For the data below, give the number of lines that include the word "width" and nothing else.

>>>

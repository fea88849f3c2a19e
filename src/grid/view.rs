use super::Grid;
use crate::{CellState, Pos2, Result};

/// Immutable view over a [`Grid`], handed to renderers
#[derive(Debug, Clone, Copy)]
pub struct GridView<'a> {
    grid: &'a Grid,
}
impl<'a> GridView<'a> {
    pub(super) fn new(grid: &'a Grid) -> Self {
        Self { grid }
    }

    #[inline]
    pub fn width(&self) -> i32 {
        self.grid.width()
    }
    #[inline]
    pub fn height(&self) -> i32 {
        self.grid.height()
    }

    #[inline]
    pub fn get(&self, x: i32, y: i32) -> Result<CellState> {
        self.grid.get(x, y)
    }

    /// Each row of the grid, top (`y = 0`) first
    pub fn rows(&self) -> impl Iterator<Item = &'a [CellState]> + use<'a> {
        self.grid.cells().chunks_exact(self.grid.width() as usize)
    }

    /// Every cell together with its position, in row-major order
    pub fn cells(&self) -> impl Iterator<Item = (Pos2, CellState)> + use<'a> {
        let grid = self.grid;
        grid.cells()
            .iter()
            .enumerate()
            .map(move |(idx, &state)| (grid.pos(idx), state))
    }

    /// Positions of every [`CellState::Alive`] cell, sorted
    pub fn alive(&self) -> impl Iterator<Item = Pos2> + use<'a> {
        self.cells()
            .filter(|(_, state)| state.is_alive())
            .map(|(pos, _)| pos)
    }

    /// Cells inside `top_left..bottom_right` (exclusive), clipped to the grid
    pub fn window(
        &self,
        top_left: Pos2,
        bottom_right: Pos2,
    ) -> impl Iterator<Item = (Pos2, CellState)> + use<'a> {
        let grid = self.grid;
        let rx = top_left.x.max(0)..bottom_right.x.min(grid.width());
        let ry = top_left.y.max(0)..bottom_right.y.min(grid.height());
        ry.flat_map(move |y| {
            rx.clone().filter_map(move |x| {
                let idx = grid.index(x, y)?;
                Some((Pos2::new(x, y), grid.cells()[idx]))
            })
        })
    }

    /// An owned copy of the viewed grid
    #[inline]
    pub fn to_grid(&self) -> Grid {
        self.grid.clone()
    }
}

#[cfg(test)]
mod tests {
    use super::*;

    fn grid_with(alive: &[(i32, i32)]) -> Grid {
        let mut grid = Grid::new(4, 3).unwrap();
        for &(x, y) in alive {
            grid.set(x, y, CellState::Alive).unwrap();
        }
        grid
    }

    #[test]
    fn rows_follow_grid_shape() {
        let grid = grid_with(&[(1, 2)]);
        let rows = grid.snapshot().rows().collect::<Vec<_>>();

        assert_eq!(rows.len(), 3);
        assert!(rows.iter().all(|row| row.len() == 4));
        assert_eq!(rows[2][1], CellState::Alive);
    }

    #[test]
    fn alive_is_sorted() {
        let grid = grid_with(&[(3, 2), (0, 1), (2, 0)]);
        let alive = grid.snapshot().alive().collect::<Vec<_>>();

        assert_eq!(
            alive,
            vec![Pos2::new(2, 0), Pos2::new(0, 1), Pos2::new(3, 2)]
        );
    }

    #[test]
    fn window_is_clipped_to_grid() {
        let grid = grid_with(&[(0, 0), (3, 2)]);
        let view = grid.snapshot();

        let all = view.window(Pos2::new(-5, -5), Pos2::new(50, 50)).count();
        assert_eq!(all, 12);

        let corner = view
            .window(Pos2::new(2, 1), Pos2::new(10, 10))
            .collect::<Vec<_>>();
        assert_eq!(corner.len(), 4);
        assert!(corner.contains(&(Pos2::new(3, 2), CellState::Alive)));
        assert!(!corner.iter().any(|(pos, _)| *pos == Pos2::new(0, 0)));
    }

    #[test]
    fn to_grid_is_detached() {
        let mut grid = grid_with(&[(1, 1)]);
        let copy = grid.snapshot().to_grid();
        grid.set(1, 1, CellState::Dead).unwrap();

        assert_eq!(copy.get(1, 1), Ok(CellState::Alive));
    }
}
impl Interner {
    #[inline]
    pub fn new() -> Self {
        Self::default()
    }

    /// Interns `s`, returning the existing symbol if it was seen before.
    pub fn intern(&mut self, s: &str) -> Symbol {
        let h = self.state.hash_one(s);
        let entry = self.buckets.entry(h).or_default();

        for &sym in entry.iter() {
            if self.strings[sym.0 as usize].as_ref() == s {
                return sym;
            }
        }

        let sym = Symbol(self.strings.len() as u32);
        self.strings.push(s.into());
        entry.push(sym);
        sym
    }

    /// Resolves a symbol back to its text. Unknown symbols resolve to "".
    #[inline]
    pub fn resolve(&self, sym: Symbol) -> &str {
        debug_assert!((sym.0 as usize) < self.strings.len());
        self.strings.get(sym.0 as usize).map_or("", |s| s.as_ref())
    }

    #[inline]
    pub fn len(&self) -> usize {
        self.strings.len()
    }

    #[inline]
    pub fn is_empty(&self) -> bool {
        self.strings.is_empty()
    }
}

// =============================================================================
// Arena Allocation
// =============================================================================

/// Arena for nodes with associated spans (parallel vectors).
#[derive(Debug)]
pub struct SpannedArena<T> {
    data: Vec<T>,
    spans: Vec<Span>,
}

impl<T> Default for SpannedArena<T> {
    fn default() -> Self {
        Self {
            data: Vec::new(),
            spans: Vec::new(),
        }
    }
}

impl<T> SpannedArena<T> {
    #[inline]
    pub fn alloc(&mut self, node: T, span: Span) -> Id<T> {
        let id = Id::from_raw(self.data.len() as u32);
        self.data.push(node);
        self.spans.push(span);
        id
    }

    #[inline]
    pub fn get(&self, id: Id<T>) -> &T {
        &self.data[id.to_usize()]
    }

    #[inline]
    pub fn span(&self, id: Id<T>) -> Span {
        self.spans[id.to_usize()]
    }

    #[inline]
    pub fn len(&self) -> usize {
        self.data.len()
    }

    #[inline]
    pub fn is_empty(&self) -> bool {
        self.data.is_empty()
    }
}

impl<T> Index<Id<T>> for SpannedArena<T> {
    type Output = T;
    fn index(&self, id: Id<T>) -> &T {
        self.get(id)
    }
}

// =============================================================================
// Node IDs and List Storage
// =============================================================================

pub type ExprId = Id<Expr>;
pub type StmtId = Id<Stmt>;
pub type DeclId = Id<Decl>;
pub type FieldId = Id<Field>;

/// Centralized buffers that `ListRef<T>` points into.
#[derive(Debug, Default)]
pub struct ExtraData {
    pub ident_names: Vec<IdentName>,
    pub exprs: Vec<ExprId>,
    pub stmts: Vec<StmtId>,
    pub fields: Vec<FieldId>,
    pub specs: Vec<Spec>,
}

/// Central arena holding all nodes and list buffers of one fragment.
#[derive(Debug, Default)]
pub struct AstArena {
    pub exprs: SpannedArena<Expr>,
    pub stmts: SpannedArena<Stmt>,
    pub decls: SpannedArena<Decl>,
    pub fields: SpannedArena<Field>,
    pub extras: ExtraData,
}
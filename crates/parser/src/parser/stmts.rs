//! Statements and blocks.

use super::{parse_diag, PResult, Parser};
use crate::ast::{
    AssignOp, Block, BranchKind, Expr, ExprId, IncDecOp, ListRef, Span, Stmt, StmtId,
};
use crate::error::Diag;
use crate::lexer::Tok;

#[derive(Debug, Clone, Copy, PartialEq, Eq)]
enum Mode {
    Basic,
    LabelOk,
    RangeOk,
}

/// `[key [, value] (= | :=)] range expr` from a `for` header.
#[derive(Debug, Clone, Copy)]
struct RangeClause {
    key: Option<ExprId>,
    value: Option<ExprId>,
    op: Option<AssignOp>,
    expr: ExprId,
}

enum Header {
    Stmt(StmtId),
    Range(RangeClause),
}

fn assign_op(tok: Tok<'_>) -> Option<AssignOp> {
    Some(match tok {
        Tok::Define => AssignOp::Define,
        Tok::Assign => AssignOp::Assign,
        Tok::AddAssign => AssignOp::AddAssign,
        Tok::SubAssign => AssignOp::SubAssign,
        Tok::MulAssign => AssignOp::MulAssign,
        Tok::DivAssign => AssignOp::DivAssign,
        Tok::ModAssign => AssignOp::ModAssign,
        Tok::AndAssign => AssignOp::AndAssign,
        Tok::OrAssign => AssignOp::OrAssign,
        Tok::XorAssign => AssignOp::XorAssign,
        Tok::ShlAssign => AssignOp::ShlAssign,
        Tok::ShrAssign => AssignOp::ShrAssign,
        Tok::AndNotAssign => AssignOp::AndNotAssign,
        _ => return None,
    })
}
//! English list punctuation and plurals.

use std::borrow::Cow;

/// Separator written before entry `i` of `total`: `"first, second and third"`.
///
/// No Oxford comma.
#[inline]
pub fn separator(i: usize, total: usize) -> &'static str {
    match i {
        0 => "",
        i if i + 1 < total => ", ",
        _ => " and ",
    }
}

/// Joins items as `""`, `"A"`, `"A and B"` or `"A, B and C"`.
pub fn join_list<S: AsRef<str>>(items: &[S]) -> String {
    let mut out = String::new();
    for (i, item) in items.iter().enumerate() {
        out.push_str(separator(i, items.len()));
        out.push_str(item.as_ref());
    }
    out
}

/// `noun` with an `s` appended when `count` is more than one.
///
/// Every noun this crate emits pluralizes regularly.
pub fn noun(word: &str, count: usize) -> Cow<'_, str> {
    if count > 1 {
        Cow::Owned(format!("{word}s"))
    } else {
        Cow::Borrowed(word)
    }
}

<<<

Result for this task
4